Soft Savanna vs Agreeable Gray
Where Soft Savanna belongs to Jotun's range, Agreeable Gray is a Sherwin-Williams color. Hue-wise, Soft Savanna belongs to the beige-greige family and Agreeable Gray to the greige-grey family. Agreeable Gray (LRV 60) reflects noticeably more light than Soft Savanna (LRV 42), a difference of 19 points that becomes especially apparent in rooms with limited natural light. Both lean warm, so they'll behave similarly in mixed or changing light conditions. With a ΔE of 15.7, the contrast is hard to miss. These aren't variations on a theme — they're two different answers to the same question. Below you'll find 1 real-room photo comparison where both colors appear side by side, plus 5 simulated room previews.
Soft Savanna vs Agreeable Gray in Real Spaces
1 real room side by side. Seeing Soft Savanna and Agreeable Gray in actual rooms makes the difference concrete; browse the spaces below to get a feel for how each color lives on a wall.
Living Room
In a living room, color works across both daylight and evening light — the same wall can read very differently at noon and at 8pm. The LRV gap is large enough that Agreeable Gray will make the room feel meaningfully brighter than Soft Savanna would.
Color Details
Soft Savanna vs Agreeable Gray Simulated Comparison
5 simulated room previews — drag the slider on each to see Soft Savanna on one side and Agreeable Gray on the other.
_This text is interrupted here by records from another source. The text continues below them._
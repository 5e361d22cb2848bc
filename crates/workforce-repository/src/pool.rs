//! Database connection pool management.

use async_trait::async_trait;
use sqlx::mysql::{MySqlPool, MySqlPoolOptions};
use std::sync::Arc;
use tracing::{info, warn};
use workforce_config::DatabaseConfig;
use workforce_core::{HealthCheck, HealthStatus, WorkforceError, WorkforceResult};

/// MySQL pool plus the query-logging switch every repository honours.
pub struct DatabasePool {
    pool: MySqlPool,
    log_queries: bool,
}

impl DatabasePool {
    /// Connects using the configured pool limits.
    ///
    /// # Errors
    /// `Database` when the initial connection fails.
    pub async fn new(config: &DatabaseConfig) -> WorkforceResult<Self> {
        info!(
            min = config.min_connections,
            max = config.max_connections,
            "Connecting to MySQL database"
        );

        let pool = MySqlPoolOptions::new()
            .min_connections(config.min_connections)
            .max_connections(config.max_connections)
            .acquire_timeout(config.connect_timeout())
            .idle_timeout(Some(config.idle_timeout()))
            .connect(&config.url)
            .await
            .map_err(|e| {
                warn!("Failed to connect to database: {}", e);
                WorkforceError::Database(format!("Failed to connect: {e}"))
            })?;

        info!("MySQL connection pool established");
        Ok(Self {
            pool,
            log_queries: config.log_queries,
        })
    }

    /// Wraps an existing pool.
    #[must_use]
    pub fn with_pool(pool: MySqlPool, log_queries: bool) -> Self {
        Self { pool, log_queries }
    }

    /// Returns a reference to the underlying pool.
    #[must_use]
    pub fn inner(&self) -> &MySqlPool {
        &self.pool
    }

    /// Whether generated SQL is logged.
    #[must_use]
    pub const fn log_queries(&self) -> bool {
        self.log_queries
    }

    /// Runs `SELECT 1`.
    ///
    /// # Errors
    /// `Database` when the server cannot be reached.
    pub async fn ping(&self) -> WorkforceResult<()> {
        sqlx::query("SELECT 1")
            .execute(&self.pool)
            .await
            .map_err(|e| WorkforceError::Database(format!("Health check failed: {e}")))?;
        Ok(())
    }

    /// Applies the embedded migrations.
    ///
    /// # Errors
    /// `Database` when a migration fails.
    pub async fn run_migrations(&self) -> WorkforceResult<()> {
        info!("Running database migrations...");
        sqlx::migrate!("../../migrations")
            .run(&self.pool)
            .await
            .map_err(|e| WorkforceError::Database(format!("Migration failed: {e}")))?;
        info!("Database migrations completed");
        Ok(())
    }

    /// Closes the pool, waiting for checked-out connections.
    pub async fn close(&self) {
        info!("Closing database connection pool...");
        self.pool.close().await;
        info!("Database connection pool closed");
    }
}

#[async_trait]
impl HealthCheck for DatabasePool {
    fn name(&self) -> &str {
        "database"
    }

    async fn check(&self) -> HealthStatus {
        match self.ping().await {
            Ok(()) => HealthStatus::Healthy,
            Err(e) => HealthStatus::Unhealthy(e.to_string()),
        }
    }
}

impl std::fmt::Debug for DatabasePool {
    fn fmt(&self, f: &mut std::fmt::Formatter<'_>) -> std::fmt::Result {
        f.debug_struct("DatabasePool")
            .field("size", &self.pool.size())
            .field("num_idle", &self.pool.num_idle())
            .field("log_queries", &self.log_queries)
            .finish()
    }
}

/// Creates a shared database pool.
///
/// # Errors
/// See [`DatabasePool::new`].
pub async fn create_pool(config: &DatabaseConfig) -> WorkforceResult<Arc<DatabasePool>> {
    let pool = DatabasePool::new(config).await?;
    Ok(Arc::new(pool))
}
Digital color is approximate. These simulations are generated from the manufacturer's hex values and overlaid on grayscale room photos — your screen's calibration, brightness, and viewing angle all affect how they render. Before committing to either color, test physical samples in your own space under the light you actually live with.
More Soft Savanna comparisons
See how Soft Savanna stacks up against other well-photographed colors across different brands and tones.